Showing posts with label Khyber pass. Show all posts

Friday, 25 August 2017

'Immerse yourself in a sense of place and time'

'Author Nik Morton doesn’t skimp on lavish descriptions of the Afghan wilderness, the indigenous clans, their language, customs and heritage.

'If you read crime fiction to immerse yourself in a sense of place and time then Mission: Khyber will be perfect for you. Almost every chapter provides a potted history of a region and its people, from an archaeological perspective through to the religious upheavals which fuel unrest to this day. This is a spy story with a history lesson sneaked inside it.'

- extract from a 4-star Amazon review by Rowena Hoseason, Hall of Fame top 100 reviewer

Many thanks, Rowena!

Kindle e-book and paperback
Third in the Tana Standish, psychic spy series:


Kindle e-book and paperback
First in the Tana Standish, psychic spy series: 


Kindle e-book and paperback
Second in the Tana Standish, psychic spy series: 




Thursday, 12 May 2016

Reminiscences – The Navy Lark Up the Khyber – 4



Way back on 13 March 2014 I blogged the first excerpt from an article featured in the book Under the Queen’s Colours (Voices from the Forces 1952-2012) by Penny Legg (2012). Rather belatedly, here is a second excerpt, which ties in nicely with more recent blogs. That blog can be read here


These reminiscences were written down in 1969 shortly after the events. I was twenty-one; a long long time ago!
***

Many of the bends were blind to us; Bill honked the horn, hoping for the best most of the time.
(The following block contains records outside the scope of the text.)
//! Crate-level error type and `Result` alias for stable, structured error handling.
//! Converts underlying I/O, GDAL, CSV and JSON errors, and provides semantic variants
//! for geometry validation, source discovery and dataset assembly failures.
use std::path::PathBuf;

use thiserror::Error;

pub type Result<T> = std::result::Result<T, Error>;

#[derive(Debug, Error)]
pub enum Error {
    #[error("I/O error: {0}")]
    Io(#[from] std::io::Error),

    #[error("GDAL error: {0}")]
    Gdal(#[from] crate::io::GdalError),

    #[error("CSV error: {0}")]
    Csv(#[from] csv::Error),

    #[error("JSON error: {0}")]
    Json(#[from] serde_json::Error),

    #[error("File '{}' already exists", path.display())]
    FileExists { path: PathBuf },

    #[error("Invalid geometry: {0}")]
    InvalidGeometry(String),

    #[error("Could not find source rasters: {0}")]
    MissingSource(String),

    #[error("Cannot pair {left} with {right}")]
    PathMismatch { left: String, right: String },

    #[error("Filename '{name}' does not follow the NDVI difference convention: {reason}")]
    InvalidFilename { name: String, reason: String },

    #[error("Invalid argument: {arg}={value}")]
    InvalidArgument { arg: &'static str, value: String },

    #[error(
        "Dataset has {found} usable rows but at least {required} are required"
    )]
    EmptyDataset { found: usize, required: usize },

    #[error("Processing error: {0}")]
    Processing(String),
}

impl From<gdal::errors::GdalError> for Error {
    fn from(e: gdal::errors::GdalError) -> Self {
        Error::Gdal(crate::io::GdalError::from(e))
    }
}
use std::fs;
use std::path::{Path, PathBuf};

use tracing::{info, warn};
use tracing_subscriber::EnvFilter;

use ndvichip::api::{export_dataset_csv, make_chip_dataset, meta_dir};
use ndvichip::io::writers::summary::{RunSummary, write_summary};
use ndvichip::{AnnotationSchema, ChipSize, DatasetParams, YearPair};

use super::args::CliArgs;
use super::errors::AppError;

fn init_logging(verbose: bool) {
    if verbose {
        tracing_subscriber::fmt()
            .with_max_level(tracing::Level::DEBUG)
            .init();
    } else {
        let filter = EnvFilter::try_from_default_env().unwrap_or_else(|_| EnvFilter::new("warn"));
        tracing_subscriber::fmt().with_env_filter(filter).init();
    }
}

fn parse_chip_size(size: &str) -> Result<ChipSize, AppError> {
    let parsed: ChipSize = size.parse().map_err(|_| AppError::InvalidChipSize {
        size: size.to_string(),
    })?;
    match parsed {
        ChipSize::Fixed { width, height } if width == 0 || height == 0 => {
            Err(AppError::ZeroChipSize {
                size: size.to_string(),
            })
        }
        other => Ok(other),
    }
}

/// Config file values (or defaults) with command line flags applied on top
fn build_params(args: &CliArgs) -> Result<DatasetParams, AppError> {
    let mut params = match &args.config {
        Some(path) => DatasetParams::from_json_file(path)?,
        None => DatasetParams::default(),
    };
    if let Some(size) = &args.chip_size {
        params.chip_size = parse_chip_size(size)?;
    }
    if let Some(years) = &args.years {
        params.years = Some(years.parse::<YearPair>().map_err(|_| AppError::InvalidYears {
            years: years.clone(),
        })?);
    }
    if args.keep_empty {
        params.ignore_empty_geom = false;
    }
    if args.overwrite {
        params.overwrite = true;
    }
    if args.clean_dest {
        params.clean_dest = true;
    }
    if let Some(workers) = args.workers {
        params.num_workers = Some(workers);
    }
    if let Some(flatten) = args.flatten {
        params.flatten = flatten;
    }
    if args.geographic {
        params.pixel_coords = false;
    }
    if let Some(min_rows) = args.min_rows {
        params.min_rows = min_rows;
    }
    Ok(params)
}

fn default_csv_path(output_dir: &Path, ndvi_dir: &Path) -> PathBuf {
    let name = ndvi_dir
        .file_name()
        .map(|n| n.to_string_lossy().into_owned())
        .unwrap_or_else(|| "ndvi".to_string());
    meta_dir(output_dir).join(format!("{name}_chips.csv"))
}

pub fn run(args: CliArgs) -> Result<(), Box<dyn std::error::Error>> {
    init_logging(args.log);

    let params = build_params(&args)?;
    let shapefile = args.shapefile.ok_or(AppError::MissingArgument {
        arg: "--shapefile".to_string(),
    })?;
    let ndvi_dir = args.ndvi_dir.ok_or(AppError::MissingArgument {
        arg: "--ndvi-dir".to_string(),
    })?;
    let output_dir = args.output_dir.ok_or(AppError::MissingArgument {
        arg: "--output-dir".to_string(),
    })?;

    fs::create_dir_all(&output_dir)?;
    info!("Annotations: {:?}", shapefile);
    info!("NDVI rasters: {:?}", ndvi_dir);
    info!("Output directory: {:?}", output_dir);

    let dataset = make_chip_dataset(
        &shapefile,
        &ndvi_dir,
        &output_dir,
        &params,
        &AnnotationSchema::default(),
    )
    .map_err(AppError::from)?;

    for failure in &dataset.report.failures {
        warn!("Raster failed: {:?}: {}", failure.path, failure.error);
    }

    let csv_path = args
        .csv
        .unwrap_or_else(|| default_csv_path(&output_dir, &ndvi_dir));
    let table = export_dataset_csv(&dataset, &csv_path, &output_dir, &params)?;

    let summary = RunSummary::new(&shapefile, &ndvi_dir, &output_dir, &params, &dataset)
        .with_table(table.clone());
    write_summary(&summary, &table.with_extension("json"))?;

    info!("Dataset complete!");
    info!("Rows: {}", dataset.rows.len());
    info!("Chips kept: {}", summary.chips_written.saturating_sub(summary.unused_chips));
    info!("Raster failures: {}", summary.failures.len());
    println!(
        "Wrote {} rows ({} chips) to {}",
        dataset.rows.len(),
        summary.chips_written.saturating_sub(summary.unused_chips),
        table.display()
    );
    Ok(())
}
It wouldn’t be much fun driving here in the dark.
Higher and higher, twisting and turning, a dizzy view over the road’s edge.
The pass, rill upon rill, meandering to conform with rock formations, stark, possessing a moonscape aspect and every bit as lonely.
On a wide bend we drove to the edge and braked to survey the way we’d come. Framed by the “V” of the pass entrance, the plain lay blurred in the distant gap, with no horizon and an empty cloudless sky. The road we’d travelled wound drunkenly, hewn out of the limestone, raised above the moondust, in places level with the molehills of rock and forts.
From this vantage point too we spotted the railway, which had persistently wended its way from Jamrud, sometimes above us, sometimes below. It was opened on November 2, 1925 and traversed the entire pass up to the Afghan border. The rails ran on tightly packed scree, through tunnel after black tunnel.
                                                    Railway tunnel and scree in Khyber Pass

We drove on.
Now we began to descend. Ahead, a lorry approached us. Fortunately, there was enough room for him to pass. The driver revved his engine maddeningly. It was a market truck, Bill explained, returning from the day’s bargaining. Onboard were numerous tribesmen and villagers. Standing, lying, sitting, sprawled, until hardly any of the truck’s superstructure was visible. The bonnet and mudguards, radiator and bumper, everywhere they crowded. Because of this overloading, the driver had a limited field of vision through the windscreen – about twelve inches square, I reckoned. He must have known the road well. 
                                                                             Khyber Pass

As the lorry passed us, the tailgate appeared, also crowded. And, squeezing and clambering among them all, a ragged man with extended hand, obtaining rupees in payment for the journey; must be the conductor, I guessed.
                                                    Khyber Pass - view over Afghanistan...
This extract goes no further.